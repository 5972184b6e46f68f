//! `[markdown]` section configuration.
//!
//! # Example
//!
//! ```toml
//! [markdown]
//! default_layout = "../../layouts/PostLayout.astro"
//! transforms = ["layout"]
//! ```

use rustc_hash::FxHashSet;
use serde::{Deserialize, Serialize};

use crate::config::{ConfigDiagnostics, FieldPath};
use crate::pipeline::{DEFAULT_LAYOUT, TransformKind};

/// Frontmatter processing settings.
#[derive(Debug, Clone, Serialize, Deserialize)]
#[serde(default)]
pub struct MarkdownConfig {
    /// Layout injected into documents that do not set one.
    pub default_layout: String,

    /// Transforms run on every document, in order.
    pub transforms: Vec<TransformKind>,
}

/// Field paths of [`MarkdownConfig`] for diagnostics.
pub struct MarkdownFields {
    pub default_layout: FieldPath,
    pub transforms: FieldPath,
}

impl MarkdownConfig {
    pub const FIELDS: MarkdownFields = MarkdownFields {
        default_layout: FieldPath::new("markdown.default_layout"),
        transforms: FieldPath::new("markdown.transforms"),
    };

    /// Validate markdown configuration.
    ///
    /// # Checks
    /// - `default_layout` must not be blank when `layout` is registered
    /// - each transform should be registered once
    pub fn validate(&self, diag: &mut ConfigDiagnostics) {
        if self.transforms.contains(&TransformKind::Layout) && self.default_layout.trim().is_empty()
        {
            diag.error_with_hint(
                Self::FIELDS.default_layout,
                "must not be empty",
                format!("e.g.: \"{DEFAULT_LAYOUT}\""),
            );
        }

        let mut seen = FxHashSet::default();
        for kind in &self.transforms {
            if !seen.insert(kind) {
                diag.warn(
                    Self::FIELDS.transforms,
                    format!("`{}` is registered more than once", kind.as_str()),
                );
            }
        }
    }
}

impl Default for MarkdownConfig {
    fn default() -> Self {
        Self {
            default_layout: DEFAULT_LAYOUT.into(),
            transforms: vec![TransformKind::Layout],
        }
    }
}

#[cfg(test)]
mod tests {
    use super::*;
    use crate::config::test_parse_config;

    #[test]
    fn test_defaults() {
        let config = test_parse_config("");
        assert_eq!(config.markdown.default_layout, "../../layouts/PostLayout.astro");
        assert_eq!(config.markdown.transforms, vec![TransformKind::Layout]);
    }

    #[test]
    fn test_custom_layout() {
        let config = test_parse_config("[markdown]\ndefault_layout = \"../layouts/Note.astro\"");
        assert_eq!(config.markdown.default_layout, "../layouts/Note.astro");
    }

    #[test]
    fn test_blank_layout_rejected() {
        let markdown = MarkdownConfig {
            default_layout: "  ".into(),
            ..Default::default()
        };
        let mut diag = ConfigDiagnostics::new();
        markdown.validate(&mut diag);
        assert_eq!(diag.errors()[0].field, MarkdownConfig::FIELDS.default_layout);
    }

    #[test]
    fn test_blank_layout_allowed_without_transform() {
        let markdown = MarkdownConfig {
            default_layout: String::new(),
            transforms: Vec::new(),
        };
        let mut diag = ConfigDiagnostics::new();
        markdown.validate(&mut diag);
        assert!(!diag.has_errors());
    }

    #[test]
    fn test_duplicate_transform_warns() {
        let markdown = MarkdownConfig {
            transforms: vec![TransformKind::Layout, TransformKind::Layout],
            ..Default::default()
        };
        let mut diag = ConfigDiagnostics::new();
        markdown.validate(&mut diag);
        assert!(!diag.has_errors());
        assert_eq!(diag.warnings().len(), 1);
    }
}
use axum::response::Json;
use serde::Serialize;

#[derive(Debug, Serialize)]
pub struct HealthStatus {
    status: &'static str,
}

pub async fn health_check() -> Json<HealthStatus> {
    Json(HealthStatus { status: "ok" })
}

◇ ◇ ◇

• **ACTIVITY**:
Filter the lines above, keeping and copying those that contain "Deserialize".

• **RESULT OF THE TASK**:
use serde::{Deserialize, Serialize};
#[derive(Debug, Clone, Serialize, Deserialize)]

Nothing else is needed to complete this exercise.